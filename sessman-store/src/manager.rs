//! Session Manager - backend-agnostic session facade
//!
//! Owns the backend configuration and cookie policy, and opens the configured
//! backend lazily on first use.

use crate::clock::{system_clock, SharedClock};
use crate::errors::{SessionError, SessionResult};
use crate::storage::{BackendKind, SessionBackend};
use crate::types::{SessionCookie, SessionData, SessionToken};
use sessman_core::SessmanConfig;
use std::sync::Arc;
use tokio::sync::OnceCell;
use tracing::{debug, info};

/// Session manager over one storage backend
pub struct SessionManager {
    /// Full configuration, including the backend selection
    config: SessmanConfig,
    /// Time source handed to the backend and used for cookie expiry
    clock: SharedClock,
    /// Opened on first use
    backend: OnceCell<Arc<dyn SessionBackend>>,
}

impl SessionManager {
    /// Create a manager; nothing is opened until the first operation
    pub fn new(config: SessmanConfig) -> Self {
        Self {
            config,
            clock: system_clock(),
            backend: OnceCell::new(),
        }
    }

    /// Use a manager over an already opened backend
    pub fn with_backend(config: SessmanConfig, backend: Arc<dyn SessionBackend>) -> Self {
        Self {
            config,
            clock: system_clock(),
            backend: OnceCell::new_with(Some(backend)),
        }
    }

    /// Replace the time source; must be called before the backend is opened
    pub fn with_clock(mut self, clock: SharedClock) -> Self {
        self.clock = clock;
        self
    }

    pub fn config(&self) -> &SessmanConfig {
        &self.config
    }

    pub fn ttl_secs(&self) -> u64 {
        self.config.session.ttl_secs
    }

    pub fn backend_kind(&self) -> BackendKind {
        self.config.session.backend
    }

    /// Open the backend now instead of on the first request
    pub async fn initialize(&self) -> SessionResult<()> {
        self.backend().await.map(|_| ())
    }

    /// The opened backend, opening it exactly once
    pub async fn backend(&self) -> SessionResult<&Arc<dyn SessionBackend>> {
        self.backend
            .get_or_try_init(|| self.open_backend())
            .await
    }

    async fn open_backend(&self) -> SessionResult<Arc<dyn SessionBackend>> {
        info!(
            "Opening {} session backend (ttl {}s)",
            self.config.session.backend, self.config.session.ttl_secs
        );

        match self.config.session.backend {
            #[cfg(feature = "sqlite")]
            BackendKind::Relational => {
                let config = crate::sqlite::RelationalConfig::from_config(&self.config)?;
                let backend =
                    crate::sqlite::SqliteBackend::open(config, Arc::clone(&self.clock)).await?;
                Ok(Arc::new(backend))
            }
            #[cfg(feature = "mongodb")]
            BackendKind::Document => {
                let config = crate::document::DocumentConfig::from_config(&self.config)?;
                let backend =
                    crate::document::MongoBackend::connect(config, Arc::clone(&self.clock))
                        .await?;
                Ok(Arc::new(backend))
            }
            #[allow(unreachable_patterns)]
            other => Err(SessionError::invalid_argument(
                "backend",
                format!("{} support is not compiled into this build", other),
            )),
        }
    }

    /// Start a new session; `data` defaults to an empty payload
    pub async fn create_session(
        &self,
        data: Option<SessionData>,
        client_ip: &str,
    ) -> SessionResult<SessionToken> {
        let backend = self.backend().await?;
        let session_id = backend.create(data.unwrap_or_default(), client_ip).await?;

        info!("Created session {} for {}", session_id, client_ip);
        Ok(SessionToken::new(
            session_id,
            self.clock.now(),
            self.config.session.ttl_secs,
        ))
    }

    /// Load a live session and extend its life
    pub async fn get_session(&self, session_id: &str, client_ip: &str) -> SessionResult<SessionData> {
        let backend = self.backend().await?;
        backend.get(session_id, client_ip).await
    }

    /// Replace the payload of a live session
    pub async fn update_session(
        &self,
        session_id: &str,
        client_ip: &str,
        data: SessionData,
    ) -> SessionResult<SessionData> {
        let backend = self.backend().await?;
        backend.update(session_id, client_ip, data).await
    }

    /// Cookie that hands `token` back to the client
    pub fn cookie_for(&self, token: &SessionToken) -> SessionCookie {
        token.cookie(&self.config.session.cookie_name)
    }

    /// True once the opened backend has gone fatal
    pub fn is_fatal(&self) -> bool {
        self.backend
            .get()
            .map(|backend| backend.is_fatal())
            .unwrap_or(false)
    }

    /// Stop background work owned through this manager's backend
    pub async fn terminate(&self) {
        match self.backend.get() {
            Some(backend) => {
                backend.shutdown().await;
                info!("Session manager terminated");
            }
            None => debug!("Session manager terminated before any backend was opened"),
        }
    }
}
//! Session error taxonomy
//!
//! Every backend operation resolves to a value or exactly one of four typed
//! outcomes. Nothing is reported through panics or sentinel values.

use serde::{Deserialize, Serialize};
use thiserror::Error;

/// Session operation result type
pub type SessionResult<T> = Result<T, SessionError>;

/// The four failure kinds, without payload
#[derive(Debug, Clone, Copy, PartialEq, Eq, Hash, Serialize, Deserialize)]
#[serde(rename_all = "snake_case")]
pub enum ErrorKind {
    NotFound,
    InvalidArgument,
    StorageUnavailable,
    ReaperFailure,
}

/// Structured error types for session operations
#[derive(Debug, Clone, Error, Serialize, Deserialize)]
#[serde(tag = "error_type", content = "details")]
pub enum SessionError {
    /// No live record matches the composite key
    #[error("Session ID {session_id} not found")]
    NotFound { session_id: String },

    /// A required input is missing or malformed
    #[error("Invalid argument {field}: {message}")]
    InvalidArgument { field: String, message: String },

    /// The store could not be reached or refused the operation
    #[error("Storage unavailable: {message}")]
    StorageUnavailable { message: String, fatal: bool },

    /// A reaper sweep could not complete
    #[error("Reaper failure after {consecutive_failures} consecutive errors: {message}")]
    ReaperFailure {
        message: String,
        consecutive_failures: u32,
    },
}

impl SessionError {
    pub fn not_found<S: Into<String>>(session_id: S) -> Self {
        Self::NotFound {
            session_id: session_id.into(),
        }
    }

    pub fn invalid_argument<F: Into<String>, M: Into<String>>(field: F, message: M) -> Self {
        Self::InvalidArgument {
            field: field.into(),
            message: message.into(),
        }
    }

    /// A required argument was absent or empty
    pub fn missing(field: &str) -> Self {
        Self::invalid_argument(field, format!("required argument, {}, not set", field))
    }

    pub fn unavailable<S: Into<String>>(message: S) -> Self {
        Self::StorageUnavailable {
            message: message.into(),
            fatal: false,
        }
    }

    pub fn fatal<S: Into<String>>(message: S) -> Self {
        Self::StorageUnavailable {
            message: message.into(),
            fatal: true,
        }
    }

    pub fn kind(&self) -> ErrorKind {
        match self {
            Self::NotFound { .. } => ErrorKind::NotFound,
            Self::InvalidArgument { .. } => ErrorKind::InvalidArgument,
            Self::StorageUnavailable { .. } => ErrorKind::StorageUnavailable,
            Self::ReaperFailure { .. } => ErrorKind::ReaperFailure,
        }
    }

    /// Whether retrying the same call later can succeed
    pub fn is_recoverable(&self) -> bool {
        match self {
            Self::StorageUnavailable { fatal, .. } => !fatal,
            Self::ReaperFailure { .. } => true,
            Self::NotFound { .. } | Self::InvalidArgument { .. } => false,
        }
    }

    /// True when the owning backend has crossed its failure threshold
    pub fn is_fatal(&self) -> bool {
        matches!(self, Self::StorageUnavailable { fatal: true, .. })
    }

    /// Declined operations are normal negative results, not faults
    pub fn is_declined(&self) -> bool {
        matches!(self, Self::NotFound { .. } | Self::InvalidArgument { .. })
    }

    /// Message safe to hand to an end client
    pub fn user_message(&self) -> String {
        match self {
            Self::NotFound { session_id } => format!("Session ID {} not found.", session_id),
            Self::InvalidArgument { message, .. } => message.clone(),
            Self::StorageUnavailable { .. } | Self::ReaperFailure { .. } => {
                "Session storage is temporarily unavailable".to_string()
            }
        }
    }

    /// Get error category for logs
    pub fn category(&self) -> &'static str {
        match self {
            Self::NotFound { .. } => "not_found",
            Self::InvalidArgument { .. } => "invalid_argument",
            Self::StorageUnavailable { .. } => "storage",
            Self::ReaperFailure { .. } => "reaper",
        }
    }

    /// Convert to HTTP status code
    pub fn http_status(&self) -> u16 {
        match self {
            Self::NotFound { .. } => 404,
            Self::InvalidArgument { .. } => 400,
            Self::StorageUnavailable { .. } | Self::ReaperFailure { .. } => 503,
        }
    }
}

#[cfg(feature = "sqlite")]
impl From<sqlx::Error> for SessionError {
    fn from(err: sqlx::Error) -> Self {
        Self::unavailable(format!("sqlite: {}", err))
    }
}

#[cfg(feature = "mongodb")]
impl From<mongodb::error::Error> for SessionError {
    fn from(err: mongodb::error::Error) -> Self {
        Self::unavailable(format!("mongodb: {}", err))
    }
}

=-=-=-=-=

DESCRIPTION OF THE TASK: Set down only the lines above that fall between the line holding "Opened on first use" and the line holding "already opened backend", inclusive, keeping each exact.

RESPONSE TO THE EXERCISE:
    /// Opened on first use
    backend: OnceCell<Arc<dyn SessionBackend>>,
}

impl SessionManager {
    /// Create a manager; nothing is opened until the first operation
    pub fn new(config: SessmanConfig) -> Self {
        Self {
            config,
            clock: system_clock(),
            backend: OnceCell::new(),
        }
    }

    /// Use a manager over an already opened backend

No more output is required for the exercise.